§ **EXERCISE DESCRIPTION**:
Using the listing that follows, filter out every line lacking the string "order" and return the rest.

§ **AVAILABLE RECORDS**:
[Start of section]
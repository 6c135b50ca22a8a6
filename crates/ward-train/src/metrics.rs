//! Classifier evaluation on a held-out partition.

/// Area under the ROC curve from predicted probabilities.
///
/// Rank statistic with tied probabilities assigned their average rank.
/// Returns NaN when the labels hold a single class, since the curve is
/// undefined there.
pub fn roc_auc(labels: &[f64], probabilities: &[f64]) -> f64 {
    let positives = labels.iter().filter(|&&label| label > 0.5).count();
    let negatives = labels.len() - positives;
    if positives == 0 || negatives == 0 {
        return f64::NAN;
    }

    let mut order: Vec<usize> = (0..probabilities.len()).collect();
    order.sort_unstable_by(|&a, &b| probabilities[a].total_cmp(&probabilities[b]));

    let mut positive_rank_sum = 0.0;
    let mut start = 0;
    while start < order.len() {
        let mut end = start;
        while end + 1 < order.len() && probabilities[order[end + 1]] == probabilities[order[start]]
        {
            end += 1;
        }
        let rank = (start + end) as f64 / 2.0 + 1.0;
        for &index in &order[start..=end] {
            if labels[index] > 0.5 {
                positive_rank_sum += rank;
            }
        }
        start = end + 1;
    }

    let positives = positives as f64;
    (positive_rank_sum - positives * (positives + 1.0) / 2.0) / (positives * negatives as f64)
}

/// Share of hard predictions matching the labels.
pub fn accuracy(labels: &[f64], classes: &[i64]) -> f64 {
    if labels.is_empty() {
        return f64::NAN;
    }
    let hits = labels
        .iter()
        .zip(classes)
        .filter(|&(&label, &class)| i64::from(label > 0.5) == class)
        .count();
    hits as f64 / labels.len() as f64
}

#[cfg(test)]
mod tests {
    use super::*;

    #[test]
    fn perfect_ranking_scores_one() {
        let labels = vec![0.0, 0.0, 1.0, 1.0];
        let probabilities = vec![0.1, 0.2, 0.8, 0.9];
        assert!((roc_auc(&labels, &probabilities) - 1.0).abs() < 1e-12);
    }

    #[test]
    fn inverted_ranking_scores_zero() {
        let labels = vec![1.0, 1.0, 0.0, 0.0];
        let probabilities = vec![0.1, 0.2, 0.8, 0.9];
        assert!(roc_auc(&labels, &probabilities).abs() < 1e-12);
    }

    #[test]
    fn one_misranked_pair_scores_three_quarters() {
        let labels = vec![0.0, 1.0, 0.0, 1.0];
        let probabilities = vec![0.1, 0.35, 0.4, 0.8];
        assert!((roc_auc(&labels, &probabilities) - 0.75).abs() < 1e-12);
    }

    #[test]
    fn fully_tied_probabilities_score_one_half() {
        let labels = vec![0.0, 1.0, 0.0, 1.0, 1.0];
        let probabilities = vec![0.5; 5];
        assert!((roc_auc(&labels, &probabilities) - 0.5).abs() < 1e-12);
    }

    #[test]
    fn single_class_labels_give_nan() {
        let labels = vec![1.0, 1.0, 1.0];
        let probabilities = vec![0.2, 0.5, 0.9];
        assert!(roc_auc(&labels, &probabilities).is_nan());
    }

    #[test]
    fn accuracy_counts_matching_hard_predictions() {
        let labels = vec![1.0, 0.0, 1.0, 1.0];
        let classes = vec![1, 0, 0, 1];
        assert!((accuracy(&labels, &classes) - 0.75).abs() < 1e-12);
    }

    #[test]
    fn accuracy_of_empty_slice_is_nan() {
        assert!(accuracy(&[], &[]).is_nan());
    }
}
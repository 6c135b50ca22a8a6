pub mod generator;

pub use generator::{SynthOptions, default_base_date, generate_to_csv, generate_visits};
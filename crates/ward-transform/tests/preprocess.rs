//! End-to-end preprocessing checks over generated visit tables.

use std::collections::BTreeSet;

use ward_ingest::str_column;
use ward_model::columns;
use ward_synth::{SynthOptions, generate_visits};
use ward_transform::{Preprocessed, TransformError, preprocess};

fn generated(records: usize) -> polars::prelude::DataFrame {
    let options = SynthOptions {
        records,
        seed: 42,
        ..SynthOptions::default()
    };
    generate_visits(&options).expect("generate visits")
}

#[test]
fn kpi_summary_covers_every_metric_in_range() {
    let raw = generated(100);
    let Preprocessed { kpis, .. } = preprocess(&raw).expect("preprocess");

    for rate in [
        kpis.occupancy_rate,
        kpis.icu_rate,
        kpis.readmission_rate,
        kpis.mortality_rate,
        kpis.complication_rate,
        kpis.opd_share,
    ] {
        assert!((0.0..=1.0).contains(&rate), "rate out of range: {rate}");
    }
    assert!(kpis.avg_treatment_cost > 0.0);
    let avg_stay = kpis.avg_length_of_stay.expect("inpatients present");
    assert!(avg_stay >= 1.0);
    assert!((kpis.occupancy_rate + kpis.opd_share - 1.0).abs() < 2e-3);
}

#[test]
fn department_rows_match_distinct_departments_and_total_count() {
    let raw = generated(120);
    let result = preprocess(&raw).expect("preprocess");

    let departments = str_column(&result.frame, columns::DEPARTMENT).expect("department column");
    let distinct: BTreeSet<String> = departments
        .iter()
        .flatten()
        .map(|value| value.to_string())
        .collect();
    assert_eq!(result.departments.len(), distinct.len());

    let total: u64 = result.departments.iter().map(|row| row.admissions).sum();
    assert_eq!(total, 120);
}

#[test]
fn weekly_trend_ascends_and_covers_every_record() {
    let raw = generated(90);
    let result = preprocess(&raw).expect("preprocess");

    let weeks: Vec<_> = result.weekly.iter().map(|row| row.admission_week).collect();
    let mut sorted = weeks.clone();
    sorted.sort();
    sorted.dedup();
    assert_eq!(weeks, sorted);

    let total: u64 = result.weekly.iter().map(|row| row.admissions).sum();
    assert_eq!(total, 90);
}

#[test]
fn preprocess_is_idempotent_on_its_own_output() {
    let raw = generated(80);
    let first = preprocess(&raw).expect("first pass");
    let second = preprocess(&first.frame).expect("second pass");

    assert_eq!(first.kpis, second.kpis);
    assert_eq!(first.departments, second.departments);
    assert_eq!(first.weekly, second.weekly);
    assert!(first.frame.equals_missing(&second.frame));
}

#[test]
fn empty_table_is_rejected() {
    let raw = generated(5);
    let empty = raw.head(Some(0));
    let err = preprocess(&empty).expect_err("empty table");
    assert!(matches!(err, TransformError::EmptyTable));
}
[End of section]
[Start of section]
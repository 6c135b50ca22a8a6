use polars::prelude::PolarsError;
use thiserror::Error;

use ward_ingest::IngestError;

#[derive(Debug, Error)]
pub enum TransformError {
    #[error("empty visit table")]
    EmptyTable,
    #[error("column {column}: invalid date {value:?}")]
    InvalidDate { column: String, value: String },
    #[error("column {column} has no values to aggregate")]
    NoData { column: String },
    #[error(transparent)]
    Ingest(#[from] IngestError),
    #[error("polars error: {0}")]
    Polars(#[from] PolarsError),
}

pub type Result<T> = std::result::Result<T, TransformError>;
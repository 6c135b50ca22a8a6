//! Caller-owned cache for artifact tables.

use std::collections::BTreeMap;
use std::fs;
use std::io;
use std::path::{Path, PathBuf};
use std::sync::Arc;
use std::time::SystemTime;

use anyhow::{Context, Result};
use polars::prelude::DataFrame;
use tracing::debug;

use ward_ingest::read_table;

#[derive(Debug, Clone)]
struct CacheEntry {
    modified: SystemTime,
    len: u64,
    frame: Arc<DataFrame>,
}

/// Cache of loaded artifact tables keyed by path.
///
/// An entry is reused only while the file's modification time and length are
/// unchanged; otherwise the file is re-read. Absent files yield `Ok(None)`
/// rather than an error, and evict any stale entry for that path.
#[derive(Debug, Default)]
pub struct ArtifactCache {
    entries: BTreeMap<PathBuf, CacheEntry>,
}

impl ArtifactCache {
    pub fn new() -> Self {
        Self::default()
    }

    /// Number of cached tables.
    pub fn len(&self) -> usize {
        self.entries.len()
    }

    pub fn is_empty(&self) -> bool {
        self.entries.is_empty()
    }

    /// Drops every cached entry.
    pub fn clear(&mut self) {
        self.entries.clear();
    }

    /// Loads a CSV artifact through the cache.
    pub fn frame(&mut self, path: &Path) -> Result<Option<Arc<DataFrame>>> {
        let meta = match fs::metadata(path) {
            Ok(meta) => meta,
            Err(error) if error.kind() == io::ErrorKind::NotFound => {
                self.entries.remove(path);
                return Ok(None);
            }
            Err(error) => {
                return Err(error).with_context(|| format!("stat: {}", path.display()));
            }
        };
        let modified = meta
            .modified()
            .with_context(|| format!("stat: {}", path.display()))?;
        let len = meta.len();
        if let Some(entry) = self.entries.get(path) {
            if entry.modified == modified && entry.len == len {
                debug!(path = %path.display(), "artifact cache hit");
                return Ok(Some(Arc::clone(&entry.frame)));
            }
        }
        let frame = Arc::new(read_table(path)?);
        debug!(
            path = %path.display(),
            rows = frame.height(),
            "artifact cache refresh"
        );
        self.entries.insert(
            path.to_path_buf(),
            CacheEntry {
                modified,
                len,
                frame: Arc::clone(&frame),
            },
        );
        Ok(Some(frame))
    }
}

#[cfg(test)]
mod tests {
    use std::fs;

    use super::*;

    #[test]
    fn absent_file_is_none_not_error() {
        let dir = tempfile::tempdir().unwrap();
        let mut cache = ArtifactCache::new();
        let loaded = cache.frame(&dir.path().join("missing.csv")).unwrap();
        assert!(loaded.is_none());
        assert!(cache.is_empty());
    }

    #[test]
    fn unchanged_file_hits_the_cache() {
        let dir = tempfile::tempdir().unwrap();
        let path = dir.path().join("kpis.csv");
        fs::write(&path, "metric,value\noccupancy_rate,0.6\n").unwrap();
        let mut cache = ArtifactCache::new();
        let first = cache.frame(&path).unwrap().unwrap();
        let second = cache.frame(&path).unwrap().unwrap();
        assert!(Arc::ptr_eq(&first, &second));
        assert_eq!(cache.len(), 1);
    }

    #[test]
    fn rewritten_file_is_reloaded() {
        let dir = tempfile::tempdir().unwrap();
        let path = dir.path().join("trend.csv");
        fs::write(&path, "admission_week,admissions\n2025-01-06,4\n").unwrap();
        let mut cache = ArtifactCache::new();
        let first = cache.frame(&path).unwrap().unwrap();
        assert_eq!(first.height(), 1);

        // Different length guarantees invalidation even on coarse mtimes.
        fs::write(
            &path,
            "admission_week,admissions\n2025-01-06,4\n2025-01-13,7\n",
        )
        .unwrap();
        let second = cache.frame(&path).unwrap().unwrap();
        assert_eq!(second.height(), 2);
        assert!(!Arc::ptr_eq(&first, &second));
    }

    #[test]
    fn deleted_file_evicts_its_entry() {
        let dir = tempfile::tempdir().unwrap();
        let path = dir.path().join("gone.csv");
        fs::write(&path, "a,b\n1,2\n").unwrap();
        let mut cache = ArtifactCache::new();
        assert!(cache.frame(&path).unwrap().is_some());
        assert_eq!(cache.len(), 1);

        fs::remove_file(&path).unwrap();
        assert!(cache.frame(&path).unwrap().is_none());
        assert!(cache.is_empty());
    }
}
[End of section]
§ **EXPECTED ANSWER**:
    let mut order: Vec<usize> = (0..probabilities.len()).collect();
    order.sort_unstable_by(|&a, &b| probabilities[a].total_cmp(&probabilities[b]));
    while start < order.len() {
        while end + 1 < order.len() && probabilities[order[end + 1]] == probabilities[order[start]]
        for &index in &order[start..=end] {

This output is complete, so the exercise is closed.